### [YOUR GOAL]
From the records below, find each line with the string "path" and copy it.

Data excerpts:
>>>

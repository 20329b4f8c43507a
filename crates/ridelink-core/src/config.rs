//! Sensor configuration.
//!
//! Every field has a default, so an empty document is a valid config:
//!
//! ```toml
//! [reconnect]
//! max_attempts = 5
//! initial_delay_ms = 1000
//! max_delay_ms = 60000
//! backoff_multiplier = 2.0
//!
//! [bounds]
//! max_heart_rate = 300
//! max_power = 3000
//! max_cadence = 300
//!
//! [transport]
//! host = "auto"          # auto | native | bridge | mock
//! bridge = "127.0.0.1:7878"
//! device = "Stages"
//!
//! [mock]
//! interval_ms = 1000
//! ```

use std::path::Path;
use std::str::FromStr;
use std::time::Duration;

use serde::{Deserialize, Serialize};

use ridelink_types::SanityBounds;

use crate::connection::ConnectionOptions;
use crate::error::{Error, Result};
use crate::events::DEFAULT_EVENT_CAPACITY;
use crate::supervisor::ReconnectPolicy;
use crate::transport::BtleplugOptions;

/// Top-level configuration.
#[derive(Debug, Clone, Default, PartialEq, Serialize, Deserialize)]
#[serde(default)]
pub struct SensorConfig {
    /// Reconnection settings.
    pub reconnect: ReconnectConfig,
    /// Plausibility limits for decoded values.
    pub bounds: SanityBounds,
    /// Host selection and transport settings.
    pub transport: TransportConfig,
    /// Synthetic sensor settings.
    pub mock: MockConfig,
}

impl SensorConfig {
    /// Parse a TOML document.
    pub fn from_toml_str(content: &str) -> Result<Self> {
        let config: Self = toml::from_str(content)?;
        config.validate()?;
        Ok(config)
    }

    /// Load configuration from a file.
    pub fn load<P: AsRef<Path>>(path: P) -> Result<Self> {
        let content = std::fs::read_to_string(path.as_ref())?;
        Self::from_toml_str(&content)
    }

    /// Validate the configuration.
    pub fn validate(&self) -> Result<()> {
        self.reconnect_policy().validate()?;
        if self.bounds.max_power < 0 {
            return Err(Error::invalid_config("bounds.max_power must be >= 0"));
        }
        if self.transport.host == HostPreference::Bridge && self.transport.bridge.is_none() {
            return Err(Error::invalid_config(
                "transport.host = \"bridge\" requires transport.bridge",
            ));
        }
        if matches!(&self.transport.bridge, Some(addr) if addr.trim().is_empty()) {
            return Err(Error::invalid_config("transport.bridge cannot be empty"));
        }
        if self.transport.scan_timeout_secs == 0 {
            return Err(Error::invalid_config(
                "transport.scan_timeout_secs must be > 0",
            ));
        }
        Ok(())
    }

    /// The reconnect policy described by `[reconnect]`.
    pub fn reconnect_policy(&self) -> ReconnectPolicy {
        let reconnect = &self.reconnect;
        ReconnectPolicy {
            max_attempts: (!reconnect.unlimited).then_some(reconnect.max_attempts),
            initial_delay: Duration::from_millis(reconnect.initial_delay_ms),
            max_delay: Duration::from_millis(reconnect.max_delay_ms),
            backoff_multiplier: reconnect.backoff_multiplier,
        }
    }

    /// Options for each connection.
    pub fn connection_options(&self) -> ConnectionOptions {
        ConnectionOptions {
            policy: self.reconnect_policy(),
            bounds: self.bounds,
            event_capacity: DEFAULT_EVENT_CAPACITY,
        }
    }

    /// Options for the in-process BLE transport.
    pub fn btleplug_options(&self) -> BtleplugOptions {
        let transport = &self.transport;
        let mut options =
            BtleplugOptions::default().scan_timeout(Duration::from_secs(transport.scan_timeout_secs));
        if let Some(device) = &transport.device {
            options = options.name_filter(device.clone());
        }
        if let Some(secs) = transport.connect_timeout_secs {
            options = options.connect_timeout(Duration::from_secs(secs));
        }
        options
    }
}

/// `[reconnect]` section.
#[derive(Debug, Clone, PartialEq, Serialize, Deserialize)]
#[serde(default)]
pub struct ReconnectConfig {
    /// Attempts before giving up.
    pub max_attempts: u32,
    /// Ignore `max_attempts` and retry forever.
    pub unlimited: bool,
    /// Delay before the first attempt.
    pub initial_delay_ms: u64,
    /// Upper bound on any delay.
    pub max_delay_ms: u64,
    /// Growth factor between attempts.
    pub backoff_multiplier: f64,
}

impl Default for ReconnectConfig {
    fn default() -> Self {
        Self {
            max_attempts: 5,
            unlimited: false,
            initial_delay_ms: 1000,
            max_delay_ms: 60_000,
            backoff_multiplier: 2.0,
        }
    }
}

/// Which BLE host to use.
#[derive(Debug, Clone, Copy, Default, PartialEq, Eq, Hash, Serialize, Deserialize)]
#[serde(rename_all = "lowercase")]
pub enum HostPreference {
    /// The bridge if an endpoint is configured, otherwise the in-process stack.
    #[default]
    Auto,
    /// The in-process BLE stack.
    Native,
    /// An external BLE host over the bridge protocol.
    Bridge,
    /// Synthetic sensors.
    Mock,
}

impl FromStr for HostPreference {
    type Err = Error;

    fn from_str(s: &str) -> Result<Self> {
        match s.to_lowercase().as_str() {
            "auto" => Ok(HostPreference::Auto),
            "native" | "btleplug" => Ok(HostPreference::Native),
            "bridge" => Ok(HostPreference::Bridge),
            "mock" => Ok(HostPreference::Mock),
            _ => Err(Error::invalid_config(format!(
                "unknown host '{}', expected auto, native, bridge or mock",
                s
            ))),
        }
    }
}

impl std::fmt::Display for HostPreference {
    fn fmt(&self, f: &mut std::fmt::Formatter<'_>) -> std::fmt::Result {
        let name = match self {
            HostPreference::Auto => "auto",
            HostPreference::Native => "native",
            HostPreference::Bridge => "bridge",
            HostPreference::Mock => "mock",
        };
        f.write_str(name)
    }
}

/// `[transport]` section.
#[derive(Debug, Clone, PartialEq, Eq, Serialize, Deserialize)]
#[serde(default)]
pub struct TransportConfig {
    /// Host selection.
    pub host: HostPreference,
    /// Bridge endpoint (`host:port`).
    #[serde(skip_serializing_if = "Option::is_none")]
    pub bridge: Option<String>,
    /// Only select devices whose name contains this.
    #[serde(skip_serializing_if = "Option::is_none")]
    pub device: Option<String>,
    /// How long device selection scans.
    pub scan_timeout_secs: u64,
    /// Bound on connect; unbounded when absent.
    #[serde(skip_serializing_if = "Option::is_none")]
    pub connect_timeout_secs: Option<u64>,
    /// Bound on each bridge request; unbounded when absent.
    #[serde(skip_serializing_if = "Option::is_none")]
    pub request_timeout_secs: Option<u64>,
}

impl Default for TransportConfig {
    fn default() -> Self {
        Self {
            host: HostPreference::Auto,
            bridge: None,
            device: None,
            scan_timeout_secs: 10,
            connect_timeout_secs: None,
            request_timeout_secs: None,
        }
    }
}

/// `[mock]` section.
#[derive(Debug, Clone, PartialEq, Eq, Serialize, Deserialize)]
#[serde(default)]
pub struct MockConfig {
    /// Period of generated frames; 0 disables the generator.
    pub interval_ms: u64,
}

impl Default for MockConfig {
    fn default() -> Self {
        Self { interval_ms: 1000 }
    }
}

#[cfg(test)]
mod tests {
    use super::*;

    #[test]
    fn test_empty_document_is_default() {
        let config = SensorConfig::from_toml_str("").unwrap();
        assert_eq!(config, SensorConfig::default());
        assert_eq!(config.reconnect_policy(), ReconnectPolicy::default());
        assert_eq!(config.bounds, SanityBounds::default());
    }

    #[test]
    fn test_partial_sections() {
        let config = SensorConfig::from_toml_str(
            r#"
            [reconnect]
            max_attempts = 3
            initial_delay_ms = 500

            [bounds]
            max_power = 2000

            [transport]
            host = "bridge"
            bridge = "127.0.0.1:7878"
            "#,
        )
        .unwrap();

        let policy = config.reconnect_policy();
        assert_eq!(policy.max_attempts, Some(3));
        assert_eq!(policy.initial_delay, Duration::from_millis(500));
        assert_eq!(policy.max_delay, Duration::from_secs(60));
        assert_eq!(config.bounds.max_power, 2000);
        assert_eq!(config.bounds.max_heart_rate, 300);
        assert_eq!(config.transport.host, HostPreference::Bridge);
        assert_eq!(config.mock.interval_ms, 1000);
    }

    #[test]
    fn test_unlimited_reconnects() {
        let config = SensorConfig::from_toml_str("[reconnect]\nunlimited = true\n").unwrap();
        assert_eq!(config.reconnect_policy().max_attempts, None);
    }

    #[test]
    fn test_invalid_values_rejected() {
        assert!(matches!(
            SensorConfig::from_toml_str("[reconnect]\nbackoff_multiplier = 0.5\n"),
            Err(Error::InvalidConfig(_))
        ));
        assert!(matches!(
            SensorConfig::from_toml_str("[transport]\nhost = \"bridge\"\n"),
            Err(Error::InvalidConfig(_))
        ));
        assert!(matches!(
            SensorConfig::from_toml_str("[transport]\nhost = \"bluetooth\"\n"),
            Err(Error::InvalidConfig(_))
        ));
        assert!(matches!(
            SensorConfig::from_toml_str("[bounds]\nmax_power = -1\n"),
            Err(Error::InvalidConfig(_))
        ));
    }

    #[test]
    fn test_host_preference_parse() {
        assert_eq!("Auto".parse::<HostPreference>().unwrap(), HostPreference::Auto);
        assert_eq!("btleplug".parse::<HostPreference>().unwrap(), HostPreference::Native);
        assert_eq!(HostPreference::Mock.to_string(), "mock");
        assert!("wifi".parse::<HostPreference>().is_err());
    }

    #[test]
    fn test_btleplug_options() {
        let config = SensorConfig::from_toml_str(
            "[transport]\ndevice = \"KICKR\"\nscan_timeout_secs = 5\nconnect_timeout_secs = 20\n",
        )
        .unwrap();
        let options = config.btleplug_options();
        assert_eq!(options.scan_timeout, Duration::from_secs(5));
        assert_eq!(options.name_filter.as_deref(), Some("KICKR"));
        assert_eq!(options.connect_timeout, Some(Duration::from_secs(20)));
    }

    #[test]
    fn test_config_serializes() {
        let config = SensorConfig::default();
        let text = toml::to_string(&config).unwrap();
        assert!(text.contains("[reconnect]"));
        assert_eq!(SensorConfig::from_toml_str(&text).unwrap(), config);
    }
}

<<<

### [RESPONSE TO THIS TASK]
use std::path::Path;
    pub fn load<P: AsRef<Path>>(path: P) -> Result<Self> {
        let content = std::fs::read_to_string(path.as_ref())?;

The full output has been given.